Task to complete
From the material below, pull each line containing the string "writer".

Entries shown
****

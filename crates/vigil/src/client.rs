//! Daemon connection for the watch client.
//!
//! This module provides the `WatchClient` which handles:
//! - Connection to the daemon over TCP, retried with exponential backoff
//! - Parsing received lines into [`MonitorMessage`]s
//! - Optional `ping` keep-alives back to the daemon
//!
//! The daemon serves one session per process, so the client does not
//! reconnect after the link closes. It reports the end and returns.
//!
//! **Panic-Free Policy:** This module follows the project's panic-free guidelines.
//! No `.unwrap()`, `.expect()`, `panic!()`, `unreachable!()`, or `todo!()`.

use std::time::Duration;

use chrono::{DateTime, Local};
use tokio::io::{AsyncBufRead, AsyncBufReadExt, AsyncWrite, AsyncWriteExt, BufReader};
use tokio::net::TcpStream;
use tokio::sync::mpsc;
use tokio::time::{interval_at, sleep, Instant, Interval, MissedTickBehavior};
use tokio_util::sync::CancellationToken;
use tracing::{debug, info};
use vigil_protocol::{MonitorMessage, KEEPALIVE_LINE};

use crate::error::Result;

/// Address the client dials when none is given.
pub const DEFAULT_DAEMON_ADDR: &str = "127.0.0.1:8080";

// ============================================================================
// Configuration
// ============================================================================

/// Configuration for the watch client.
///
/// # Example
///
/// ```rust
/// use vigil_client::WatchConfig;
/// use std::time::Duration;
///
/// let config = WatchConfig {
///     addr: "192.168.0.20:8080".to_string(),
///     keepalive: Some(Duration::from_secs(30)),
///     ..Default::default()
/// };
/// ```
#[derive(Debug, Clone)]
pub struct WatchConfig {
    /// Daemon address as `host:port`.
    pub addr: String,

    /// Initial delay before the first retry after a failed connect.
    pub retry_initial_delay: Duration,

    /// Maximum delay between retry attempts.
    pub retry_max_delay: Duration,

    /// Multiplier for exponential backoff (e.g., 2.0 doubles delay each retry).
    pub retry_multiplier: f64,

    /// Period between `ping` lines; `None` sends nothing.
    pub keepalive: Option<Duration>,
}

impl Default for WatchConfig {
    fn default() -> Self {
        Self {
            addr: DEFAULT_DAEMON_ADDR.to_string(),
            retry_initial_delay: Duration::from_millis(500),
            retry_max_delay: Duration::from_secs(5),
            retry_multiplier: 2.0,
            keepalive: None,
        }
    }
}

impl WatchConfig {
    /// Delay to wait after one that just elapsed.
    fn next_delay(&self, delay: Duration) -> Duration {
        let next_ms = (delay.as_millis() as f64 * self.retry_multiplier) as u64;
        Duration::from_millis(next_ms).min(self.retry_max_delay)
    }
}

// ============================================================================
// Events
// ============================================================================

/// What the watch task reports to its consumer.
#[derive(Debug, Clone, PartialEq)]
pub enum WatchEvent {
    /// The TCP connection is up.
    Connected {
        /// Address that was dialled.
        addr: String,
    },

    /// A line that parsed as a known message.
    Message {
        received_at: DateTime<Local>,
        message: MonitorMessage,
    },

    /// A line that did not parse; kept verbatim without its line ending.
    Unparsed {
        received_at: DateTime<Local>,
        line: String,
    },

    /// The connection is gone.
    Disconnected,
}

/// Why [`WatchClient::run`] returned.
#[derive(Debug, Clone, Copy, PartialEq, Eq)]
pub enum WatchEnd {
    /// The daemon closed its side of the connection.
    DaemonClosed,

    /// The cancellation token fired.
    Cancelled,
}

// ============================================================================
// Watch Client
// ============================================================================

/// Client that follows the daemon's message stream.
///
/// # Example
///
/// ```rust,ignore
/// use vigil_client::{WatchClient, WatchConfig};
/// use tokio::sync::mpsc;
/// use tokio_util::sync::CancellationToken;
///
/// let (tx, mut rx) = mpsc::unbounded_channel();
/// let client = WatchClient::new(WatchConfig::default(), tx, CancellationToken::new());
///
/// tokio::spawn(async move { client.run().await });
/// while let Some(event) = rx.recv().await {
///     println!("{event:?}");
/// }
/// ```
pub struct WatchClient {
    config: WatchConfig,
    event_tx: mpsc::UnboundedSender<WatchEvent>,
    cancel_token: CancellationToken,
}

impl WatchClient {
    /// Creates a new watch client.
    ///
    /// # Arguments
    ///
    /// * `config` - Connection behaviour
    /// * `event_tx` - Channel receiving everything the client observes
    /// * `cancel_token` - Token for signaling shutdown
    #[must_use]
    pub fn new(
        config: WatchConfig,
        event_tx: mpsc::UnboundedSender<WatchEvent>,
        cancel_token: CancellationToken,
    ) -> Self {
        Self {
            config,
            event_tx,
            cancel_token,
        }
    }

    /// Connects, then follows the stream until it ends.
    ///
    /// Returns `WatchEnd::Cancelled` if the token fires before or during the
    /// session, `WatchEnd::DaemonClosed` when the daemon hangs up, and an
    /// error if the established link fails.
    pub async fn run(&self) -> Result<WatchEnd> {
        info!(addr = %self.config.addr, "Watch client starting");

        let Some(stream) = self.connect_with_retry().await else {
            info!("Watch client shutting down (cancelled)");
            return Ok(WatchEnd::Cancelled);
        };

        if let Err(e) = stream.set_nodelay(true) {
            debug!(error = %e, "Failed to set TCP_NODELAY");
        }
        info!(addr = %self.config.addr, "Connected to daemon");
        let _ = self.event_tx.send(WatchEvent::Connected {
            addr: self.config.addr.clone(),
        });

        let (reader, writer) = stream.into_split();
        let result = self.follow(BufReader::new(reader), writer).await;

        // The consumer may already be gone; nothing to do about it here.
        let _ = self.event_tx.send(WatchEvent::Disconnected);
        result
    }

    /// Attempts to connect with exponential backoff.
    ///
    /// Retries indefinitely; returns `None` only when cancelled.
    async fn connect_with_retry(&self) -> Option<TcpStream> {
        let mut delay = self.config.retry_initial_delay;
        let mut attempt = 0u32;

        loop {
            attempt = attempt.saturating_add(1);
            debug!(attempt, addr = %self.config.addr, "Attempting to connect to daemon");

            let connect = tokio::select! {
                biased;
                _ = self.cancel_token.cancelled() => return None,
                result = TcpStream::connect(self.config.addr.as_str()) => result,
            };

            match connect {
                Ok(stream) => {
                    debug!(attempt, "Connection successful");
                    return Some(stream);
                }
                Err(e) if attempt == 1 => {
                    info!(addr = %self.config.addr, error = %e, "Daemon not reachable, will retry");
                }
                Err(e) => {
                    debug!(attempt, error = %e, "Connection attempt failed");
                }
            }

            tokio::select! {
                _ = sleep(delay) => {
                    delay = self.config.next_delay(delay);
                }
                _ = self.cancel_token.cancelled() => {
                    info!("Connection retry cancelled");
                    return None;
                }
            }
        }
    }

    /// Reads lines until EOF or cancellation, interleaving keep-alives.
    async fn follow<R, W>(&self, mut reader: R, mut writer: W) -> Result<WatchEnd>
    where
        R: AsyncBufRead + Unpin,
        W: AsyncWrite + Unpin,
    {
        let mut ticker = self
            .config
            .keepalive
            .filter(|period| !period.is_zero())
            .map(|period| {
                let mut ticker = interval_at(Instant::now() + period, period);
                ticker.set_missed_tick_behavior(MissedTickBehavior::Delay);
                ticker
            });

        // `read_until` keeps partial bytes in `line` when a tick wins the
        // race, so the buffer is only cleared after a complete line.
        let mut line = Vec::new();

        loop {
            tokio::select! {
                biased;

                _ = self.cancel_token.cancelled() => {
                    debug!("Watch loop cancelled");
                    return Ok(WatchEnd::Cancelled);
                }

                read = reader.read_until(b'\n', &mut line) => {
                    if read? == 0 {
                        if !line.is_empty() {
                            self.handle_line(&String::from_utf8_lossy(&line));
                        }
                        info!("Daemon closed the connection");
                        return Ok(WatchEnd::DaemonClosed);
                    }
                    if line.ends_with(b"\n") {
                        self.handle_line(&String::from_utf8_lossy(&line));
                        line.clear();
                    }
                }

                _ = next_tick(&mut ticker) => {
                    writer.write_all(KEEPALIVE_LINE.as_bytes()).await?;
                    writer.write_all(b"\n").await?;
                    writer.flush().await?;
                    debug!("Sent keep-alive");
                }
            }
        }
    }

    /// Parses one received line and forwards it.
    fn handle_line(&self, raw: &str) {
        let received_at = Local::now();
        let text = raw.trim_end_matches(['\r', '\n']);

        let event = match text.parse::<MonitorMessage>() {
            Ok(message) => {
                if message.is_alert() {
                    info!(%message, "Alert from daemon");
                } else {
                    debug!(%message, "Status from daemon");
                }
                WatchEvent::Message {
                    received_at,
                    message,
                }
            }
            Err(e) => {
                debug!(error = %e, "Unrecognized line from daemon");
                WatchEvent::Unparsed {
                    received_at,
                    line: text.to_string(),
                }
            }
        };

        let _ = self.event_tx.send(event);
    }
}

/// Waits for the next keep-alive tick, or forever when disabled.
async fn next_tick(ticker: &mut Option<Interval>) {
    match ticker {
        Some(ticker) => {
            ticker.tick().await;
        }
        None => std::future::pending::<()>().await,
    }
}

// ============================================================================
// Tests
// ============================================================================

****

Answer to the problem
        let (reader, writer) = stream.into_split();
        let result = self.follow(BufReader::new(reader), writer).await;
    async fn follow<R, W>(&self, mut reader: R, mut writer: W) -> Result<WatchEnd>
                    writer.write_all(KEEPALIVE_LINE.as_bytes()).await?;
                    writer.write_all(b"\n").await?;
                    writer.flush().await?;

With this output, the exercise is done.